### Requirement
With the string "Algorithm" as the filter, copy each matching line from the records.

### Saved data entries
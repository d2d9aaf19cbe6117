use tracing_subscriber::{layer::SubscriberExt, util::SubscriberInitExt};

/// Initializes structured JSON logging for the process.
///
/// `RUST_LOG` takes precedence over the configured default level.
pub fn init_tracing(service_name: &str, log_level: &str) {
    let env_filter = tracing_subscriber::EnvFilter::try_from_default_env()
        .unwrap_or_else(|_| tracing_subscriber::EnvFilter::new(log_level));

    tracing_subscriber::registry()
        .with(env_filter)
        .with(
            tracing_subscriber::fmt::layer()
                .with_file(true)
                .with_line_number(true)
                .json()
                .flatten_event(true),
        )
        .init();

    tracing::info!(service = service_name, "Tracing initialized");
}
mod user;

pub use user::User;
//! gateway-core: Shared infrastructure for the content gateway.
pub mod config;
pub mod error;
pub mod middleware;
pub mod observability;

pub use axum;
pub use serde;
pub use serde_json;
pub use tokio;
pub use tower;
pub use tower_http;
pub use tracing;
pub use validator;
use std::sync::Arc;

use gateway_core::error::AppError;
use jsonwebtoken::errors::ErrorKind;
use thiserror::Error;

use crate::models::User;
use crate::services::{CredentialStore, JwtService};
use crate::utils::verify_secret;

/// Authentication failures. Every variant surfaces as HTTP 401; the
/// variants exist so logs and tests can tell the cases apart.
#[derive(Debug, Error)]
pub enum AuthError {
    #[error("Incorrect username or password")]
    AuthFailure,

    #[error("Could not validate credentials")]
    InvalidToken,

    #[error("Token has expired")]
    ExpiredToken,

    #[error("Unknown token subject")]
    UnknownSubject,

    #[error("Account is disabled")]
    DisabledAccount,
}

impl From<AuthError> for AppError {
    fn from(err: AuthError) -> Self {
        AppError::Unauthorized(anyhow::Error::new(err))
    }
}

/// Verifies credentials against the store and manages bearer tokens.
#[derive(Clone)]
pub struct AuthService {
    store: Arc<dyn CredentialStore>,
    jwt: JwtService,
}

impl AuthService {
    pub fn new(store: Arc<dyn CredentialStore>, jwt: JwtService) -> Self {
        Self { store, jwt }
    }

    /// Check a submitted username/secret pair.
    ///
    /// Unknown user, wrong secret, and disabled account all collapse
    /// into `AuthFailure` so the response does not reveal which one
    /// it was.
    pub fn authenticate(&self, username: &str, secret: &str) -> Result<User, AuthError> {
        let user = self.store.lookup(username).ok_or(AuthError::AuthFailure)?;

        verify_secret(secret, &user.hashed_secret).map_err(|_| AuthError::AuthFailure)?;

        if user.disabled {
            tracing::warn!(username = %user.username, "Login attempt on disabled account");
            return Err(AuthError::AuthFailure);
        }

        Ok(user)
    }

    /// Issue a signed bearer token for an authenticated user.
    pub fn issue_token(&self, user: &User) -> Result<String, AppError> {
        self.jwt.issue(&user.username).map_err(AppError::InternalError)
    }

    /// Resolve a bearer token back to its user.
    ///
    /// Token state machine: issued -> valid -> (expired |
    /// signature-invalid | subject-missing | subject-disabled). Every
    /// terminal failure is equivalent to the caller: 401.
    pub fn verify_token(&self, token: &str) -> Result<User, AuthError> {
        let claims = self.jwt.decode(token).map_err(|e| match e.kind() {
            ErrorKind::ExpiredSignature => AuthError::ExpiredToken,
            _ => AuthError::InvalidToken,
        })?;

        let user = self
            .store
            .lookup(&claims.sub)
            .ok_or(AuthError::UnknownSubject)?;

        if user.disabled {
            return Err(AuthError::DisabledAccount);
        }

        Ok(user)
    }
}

==

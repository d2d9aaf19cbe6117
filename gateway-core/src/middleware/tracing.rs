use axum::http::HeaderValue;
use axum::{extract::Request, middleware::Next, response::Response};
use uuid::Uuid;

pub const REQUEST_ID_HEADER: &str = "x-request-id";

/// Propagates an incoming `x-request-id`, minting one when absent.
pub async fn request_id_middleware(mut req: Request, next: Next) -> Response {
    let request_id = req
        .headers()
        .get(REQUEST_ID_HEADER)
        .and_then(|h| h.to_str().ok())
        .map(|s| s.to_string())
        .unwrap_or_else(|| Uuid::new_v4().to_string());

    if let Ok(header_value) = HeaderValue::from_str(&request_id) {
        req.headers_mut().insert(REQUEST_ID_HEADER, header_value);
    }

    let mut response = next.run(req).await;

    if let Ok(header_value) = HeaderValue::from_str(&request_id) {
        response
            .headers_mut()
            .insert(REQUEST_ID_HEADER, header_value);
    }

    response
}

---

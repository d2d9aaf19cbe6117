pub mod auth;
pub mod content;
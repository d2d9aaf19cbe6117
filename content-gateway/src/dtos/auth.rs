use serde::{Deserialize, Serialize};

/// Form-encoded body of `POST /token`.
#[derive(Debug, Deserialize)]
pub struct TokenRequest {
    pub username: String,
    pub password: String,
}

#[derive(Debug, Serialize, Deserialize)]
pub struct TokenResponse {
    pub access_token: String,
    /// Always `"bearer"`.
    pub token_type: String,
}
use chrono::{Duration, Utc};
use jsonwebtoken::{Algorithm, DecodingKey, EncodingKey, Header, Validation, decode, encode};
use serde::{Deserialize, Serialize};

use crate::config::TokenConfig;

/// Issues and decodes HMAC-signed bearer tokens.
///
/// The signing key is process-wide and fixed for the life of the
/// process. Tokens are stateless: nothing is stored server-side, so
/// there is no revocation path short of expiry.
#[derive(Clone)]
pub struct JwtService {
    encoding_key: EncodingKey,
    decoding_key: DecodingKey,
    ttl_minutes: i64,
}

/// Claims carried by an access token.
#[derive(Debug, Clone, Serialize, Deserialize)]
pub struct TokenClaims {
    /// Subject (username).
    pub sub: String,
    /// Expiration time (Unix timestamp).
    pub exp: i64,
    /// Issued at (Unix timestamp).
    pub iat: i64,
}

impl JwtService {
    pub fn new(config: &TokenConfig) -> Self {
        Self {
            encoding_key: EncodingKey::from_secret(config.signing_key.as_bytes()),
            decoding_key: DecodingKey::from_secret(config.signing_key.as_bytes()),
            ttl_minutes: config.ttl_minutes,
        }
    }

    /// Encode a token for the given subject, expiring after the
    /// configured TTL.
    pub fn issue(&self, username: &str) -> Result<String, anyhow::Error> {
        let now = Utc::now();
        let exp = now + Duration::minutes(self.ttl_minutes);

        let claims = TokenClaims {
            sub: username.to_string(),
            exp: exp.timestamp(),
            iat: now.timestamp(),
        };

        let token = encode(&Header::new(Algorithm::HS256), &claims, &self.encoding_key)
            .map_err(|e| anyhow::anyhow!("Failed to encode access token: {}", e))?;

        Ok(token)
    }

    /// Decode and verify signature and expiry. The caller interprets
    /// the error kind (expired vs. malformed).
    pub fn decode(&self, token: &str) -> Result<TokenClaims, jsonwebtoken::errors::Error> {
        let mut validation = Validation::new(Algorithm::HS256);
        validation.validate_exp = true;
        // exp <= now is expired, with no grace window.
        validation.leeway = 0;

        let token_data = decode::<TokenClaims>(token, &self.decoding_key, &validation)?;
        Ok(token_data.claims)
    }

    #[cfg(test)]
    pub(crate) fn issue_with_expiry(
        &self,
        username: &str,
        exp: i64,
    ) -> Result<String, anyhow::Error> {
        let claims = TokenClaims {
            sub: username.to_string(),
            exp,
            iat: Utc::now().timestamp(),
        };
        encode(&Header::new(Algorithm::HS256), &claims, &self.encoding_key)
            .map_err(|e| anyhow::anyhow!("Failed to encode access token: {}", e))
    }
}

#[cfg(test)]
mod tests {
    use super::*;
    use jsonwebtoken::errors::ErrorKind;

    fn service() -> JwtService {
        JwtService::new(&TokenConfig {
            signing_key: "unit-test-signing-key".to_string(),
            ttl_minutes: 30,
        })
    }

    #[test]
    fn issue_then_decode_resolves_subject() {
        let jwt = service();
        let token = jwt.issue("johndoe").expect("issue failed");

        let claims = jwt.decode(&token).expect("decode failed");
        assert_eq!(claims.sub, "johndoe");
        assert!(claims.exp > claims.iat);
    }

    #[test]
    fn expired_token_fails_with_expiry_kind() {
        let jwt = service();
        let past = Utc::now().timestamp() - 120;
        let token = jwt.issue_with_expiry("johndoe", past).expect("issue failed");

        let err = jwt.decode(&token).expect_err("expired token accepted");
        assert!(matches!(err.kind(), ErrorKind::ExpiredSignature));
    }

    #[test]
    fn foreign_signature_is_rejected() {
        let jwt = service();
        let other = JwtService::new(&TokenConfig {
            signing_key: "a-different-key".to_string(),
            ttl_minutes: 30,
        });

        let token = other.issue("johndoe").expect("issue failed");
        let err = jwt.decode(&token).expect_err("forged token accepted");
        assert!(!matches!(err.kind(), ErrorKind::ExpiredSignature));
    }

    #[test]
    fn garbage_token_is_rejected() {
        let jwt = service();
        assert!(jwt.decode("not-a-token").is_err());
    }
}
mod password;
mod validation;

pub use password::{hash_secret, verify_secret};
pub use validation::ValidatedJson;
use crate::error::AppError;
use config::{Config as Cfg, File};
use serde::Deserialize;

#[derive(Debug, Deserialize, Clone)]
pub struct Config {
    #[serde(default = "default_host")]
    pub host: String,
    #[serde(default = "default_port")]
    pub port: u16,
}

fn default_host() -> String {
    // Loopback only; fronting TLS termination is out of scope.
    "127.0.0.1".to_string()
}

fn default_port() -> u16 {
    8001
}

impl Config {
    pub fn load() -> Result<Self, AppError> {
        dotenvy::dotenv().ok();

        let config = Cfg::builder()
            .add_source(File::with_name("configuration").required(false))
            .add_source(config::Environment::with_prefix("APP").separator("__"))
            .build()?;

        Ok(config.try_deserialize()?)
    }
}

### Solution to this exercise
use jsonwebtoken::{Algorithm, DecodingKey, EncodingKey, Header, Validation, decode, encode};
        let token = encode(&Header::new(Algorithm::HS256), &claims, &self.encoding_key)
        let mut validation = Validation::new(Algorithm::HS256);
        encode(&Header::new(Algorithm::HS256), &claims, &self.encoding_key)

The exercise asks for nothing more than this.